Creative Editing

Chapter 4

Exercise 8

8. Edit this story.

trooper

RICHMOND, VA. -- (AP) -- The star of Virginia's court ordered campaign to recruit women state troopers has been fired for "insubordination" after refusing a short notice, out of town assignment she claims gave her no chance to find a babysitter.

The state's first woman trooper, Cheryl Petska, was notified at 4 p.m. Friday that she would be dismissed at midnight for "insubordination" -- her refusal to accept a two week tuor of duty in the strike troubled Virgininia coalfields.

Petska, 31, claims she was give only 48hours notice of the assignment at the CONSUL, Inc. mines and couldn't accept it because she was unable to find a babysitter for her two daughters, Tracy 10 and shannon 5.

Her husband, Mark, works as an undercover trooper for the Highway Patrol and was scheduled to be away on assignment at the same time. The Petska's live in Frdericksburg, Va.

"They told me one Friday to be at the coalfields on Monday," Petska said. "I thought the short notice was unjustified."

"My kids are in school," she said. "In the summer I can send them to my mothers, but that's not possible now."

"Everybody recognizes an emergency," her attorney, Joesph Duvall, said. But this was no emergency; this was sexy discrimination."

"TRhe coal strikes have been going on for years, and as I understand it, some divisions already have their work schedules planned thru December."

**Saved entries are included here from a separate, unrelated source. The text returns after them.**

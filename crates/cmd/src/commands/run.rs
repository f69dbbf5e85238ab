// SPDX-FileCopyrightText: 2025 Caspar Water Company
//
// SPDX-License-Identifier: Apache-2.0

use std::io::Write;

use anyhow::{Result, anyhow};
use neoquery::{Dashboard, QueryStore, catalog};

use crate::common::{OutputFormat, write_table};

/// Accept either a full label or the number it starts with
pub fn resolve_label(selection: &str) -> Result<&'static str> {
    if let Some(entry) = catalog::lookup(selection) {
        return Ok(entry.label);
    }
    selection
        .trim()
        .trim_end_matches('.')
        .parse::<usize>()
        .ok()
        .and_then(catalog::by_number)
        .map(|entry| entry.label)
        .ok_or_else(|| anyhow!("Unknown query '{}'. Run 'neo queries' to list them.", selection))
}

pub fn run_command<S: QueryStore, W: Write>(
    out: &mut W,
    dashboard: &Dashboard<S>,
    selection: &str,
    format: OutputFormat,
) -> Result<()> {
    let label = resolve_label(selection)?;
    diagnostics::log_debug!("run_command resolved {selection} to {label}", selection: selection, label: label);

    let table = dashboard.execute(label)?;
    if format != OutputFormat::Count {
        writeln!(out, "{}", label)?;
    }
    write_table(out, &table, format)
}

#[cfg(test)]
mod tests {
    use super::*;

    #[test]
    fn test_resolve_by_number() -> Result<()> {
        assert_eq!(resolve_label("7")?, "7. Sort by max estimated diameter");
        assert_eq!(resolve_label("20.")?, "20. Count of unique asteroids by orbiting body");
        Ok(())
    }

    #[test]
    fn test_resolve_by_label() -> Result<()> {
        let label = "13. Hazardous vs Non-Hazardous";
        assert_eq!(resolve_label(label)?, label);
        Ok(())
    }

    #[test]
    fn test_resolve_unknown() {
        assert!(resolve_label("0").is_err());
        assert!(resolve_label("21").is_err());
        assert!(resolve_label("fastest").is_err());
    }
}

The Jonestown coal fields, site of occasional strike related violence, are an 8-hour, 400 mile drive from Cheryls home," Duvall said.

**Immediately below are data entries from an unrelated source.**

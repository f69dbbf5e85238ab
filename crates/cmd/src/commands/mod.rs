// SPDX-FileCopyrightText: 2025 Caspar Water Company
//
// SPDX-License-Identifier: Apache-2.0

pub mod filter;
pub mod import;
pub mod init;
pub mod queries;
pub mod run;

pub use filter::{FilterArgs, filter_command};
pub use import::import_command;
pub use init::init_command;
pub use queries::queries_command;
pub use run::run_command;
// SPDX-FileCopyrightText: 2025 Caspar Water Company
//
// SPDX-License-Identifier: Apache-2.0

//! Loading the dataset. These are the only writes in the crate.

use diagnostics::*;
use duckdb::{Connection, params};
use std::fmt;
use std::path::Path;

use crate::config::StoreConfig;
use crate::error::Result;
use crate::model::{Asteroid, CloseApproach};
use crate::schema;
use crate::store::open;

#[derive(Debug, Clone, Copy, PartialEq, Eq)]
pub enum Target {
    Asteroids,
    CloseApproach,
}

impl Target {
    pub fn table_name(self) -> &'static str {
        match self {
            Target::Asteroids => "asteroids",
            Target::CloseApproach => "close_approach",
        }
    }
}

impl fmt::Display for Target {
    fn fmt(&self, f: &mut fmt::Formatter<'_>) -> fmt::Result {
        write!(f, "{}", self.table_name())
    }
}

/// Create the schema in the configured database.
pub fn init(config: &StoreConfig) -> Result<()> {
    let conn = open(config)?;
    schema::create_tables(&conn)
}

/// Append a CSV file to one table, matching CSV headers to column names.
/// Returns the number of rows inserted.
pub fn import_csv<P: AsRef<Path>>(config: &StoreConfig, target: Target, path: P) -> Result<usize> {
    let conn = open(config)?;
    schema::create_tables(&conn)?;

    // The path is spliced as a string literal; read_csv_auto takes no bound parameters.
    let file = path.as_ref().display().to_string().replace('\'', "''");
    let sql = format!(
        "INSERT INTO {} BY NAME SELECT * FROM read_csv_auto('{}', header = true)",
        target.table_name(),
        file
    );
    let rows = conn.execute(&sql, [])?;

    let table = target.table_name();
    if rows == 0 {
        log_warn!("No rows in {file} for {table}", file: file, table: table);
    } else {
        log_info!("Imported {rows} rows into {table} from {file}", rows: rows, table: table, file: file);
    }
    Ok(rows)
}

fn insert_asteroid_rows(conn: &Connection, rows: &[Asteroid]) -> Result<usize> {
    let mut stmt = conn.prepare("INSERT INTO asteroids VALUES (?, ?, ?, ?, ?, ?)")?;
    for a in rows {
        stmt.execute(params![
            a.id,
            a.name,
            a.estimated_diameter_min_km,
            a.estimated_diameter_max_km,
            a.absolute_magnitude_h,
            a.is_potentially_hazardous_asteroid,
        ])?;
    }
    Ok(rows.len())
}

fn insert_approach_rows(conn: &Connection, rows: &[CloseApproach]) -> Result<usize> {
    let mut stmt = conn.prepare(
        "INSERT INTO close_approach VALUES (?, CAST(? AS DATE), ?, ?, ?, ?, ?)",
    )?;
    for c in rows {
        stmt.execute(params![
            c.neo_reference_id,
            c.close_approach_date.format("%Y-%m-%d").to_string(),
            c.relative_velocity_kmph,
            c.astronomical,
            c.miss_distance_km,
            c.miss_distance_lunar,
            c.orbiting_body,
        ])?;
    }
    Ok(rows.len())
}

/// Insert typed rows into both tables inside one transaction.
pub fn insert(
    config: &StoreConfig,
    asteroids: &[Asteroid],
    approaches: &[CloseApproach],
) -> Result<(usize, usize)> {
    let mut conn = open(config)?;
    schema::create_tables(&conn)?;

    let tx = conn.transaction()?;
    let a = insert_asteroid_rows(&tx, asteroids)?;
    let c = insert_approach_rows(&tx, approaches)?;
    tx.commit()?;

    log_info!("Inserted {a} asteroids and {c} approaches", a: a, c: c);
    Ok((a, c))
}

#[cfg(test)]
mod tests {
    use super::*;
    use crate::store::{DuckStore, QueryStore};
    use chrono::NaiveDate;

    #[test]
    fn test_insert_typed_rows() -> Result<()> {
        let dir = tempfile::tempdir()?;
        let config = StoreConfig::new(dir.path().join("neo.duckdb"));

        let asteroids = vec![Asteroid {
            id: 2000433,
            name: "433 Eros".to_string(),
            estimated_diameter_min_km: 22.1,
            estimated_diameter_max_km: 49.5,
            absolute_magnitude_h: 10.3,
            is_potentially_hazardous_asteroid: false,
        }];
        let approaches = vec![CloseApproach {
            neo_reference_id: 2000433,
            close_approach_date: NaiveDate::from_ymd_opt(2024, 1, 12).expect("date"),
            relative_velocity_kmph: 20000.0,
            astronomical: 0.3,
            miss_distance_km: 44_000_000.0,
            miss_distance_lunar: 116.0,
            orbiting_body: "Earth".to_string(),
        }];

        assert_eq!(insert(&config, &asteroids, &approaches)?, (1, 1));

        let store = DuckStore::new(config.read_only(true));
        let table = store.query("SELECT * FROM close_approach", &[])?;
        assert_eq!(table.num_rows(), 1);
        Ok(())
    }

    #[test]
    fn test_header_only_csv_imports_nothing() -> Result<()> {
        let dir = tempfile::tempdir()?;
        let config = StoreConfig::new(dir.path().join("neo.duckdb"));
        let csv = dir.path().join("asteroids.csv");
        std::fs::write(
            &csv,
            "id,name,estimated_diameter_min_km,estimated_diameter_max_km,absolute_magnitude_h,is_potentially_hazardous_asteroid\n",
        )?;

        assert_eq!(import_csv(&config, Target::Asteroids, &csv)?, 0);
        Ok(())
    }

    #[test]
    fn test_target_names() {
        assert_eq!(Target::Asteroids.to_string(), "asteroids");
        assert_eq!(Target::CloseApproach.to_string(), "close_approach");
    }
}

Duvall said next week he would file a request for a state police arbitration hearing of the case. If Petska is not reinstated, he said, they will take the matter to court.

Petska joined the state police in Oct. 1988. She made 500 arrests in her first year on the job, and was filmed recently in a state police promotional film that may air soon.

Only eight of the 1000 Virginia state troopers are woman.

Petska worked special coalfield duty during the Pitston Coal Company strike two years ago and said she was given almost two weeks notice then.

"It makes you a little resentful when you go out there and you do a goood job and risk you life just like everybody else. And they still won't accept you," she said.

"They want women in here, but noathing has been done to help women get thru this."

Petska was hired when the Virginia Supream Court forced the highway patrol to begin hiring women in 1988. She was one of several women who had filed a class action suit against the highway patrol, charging it with sex discrimination.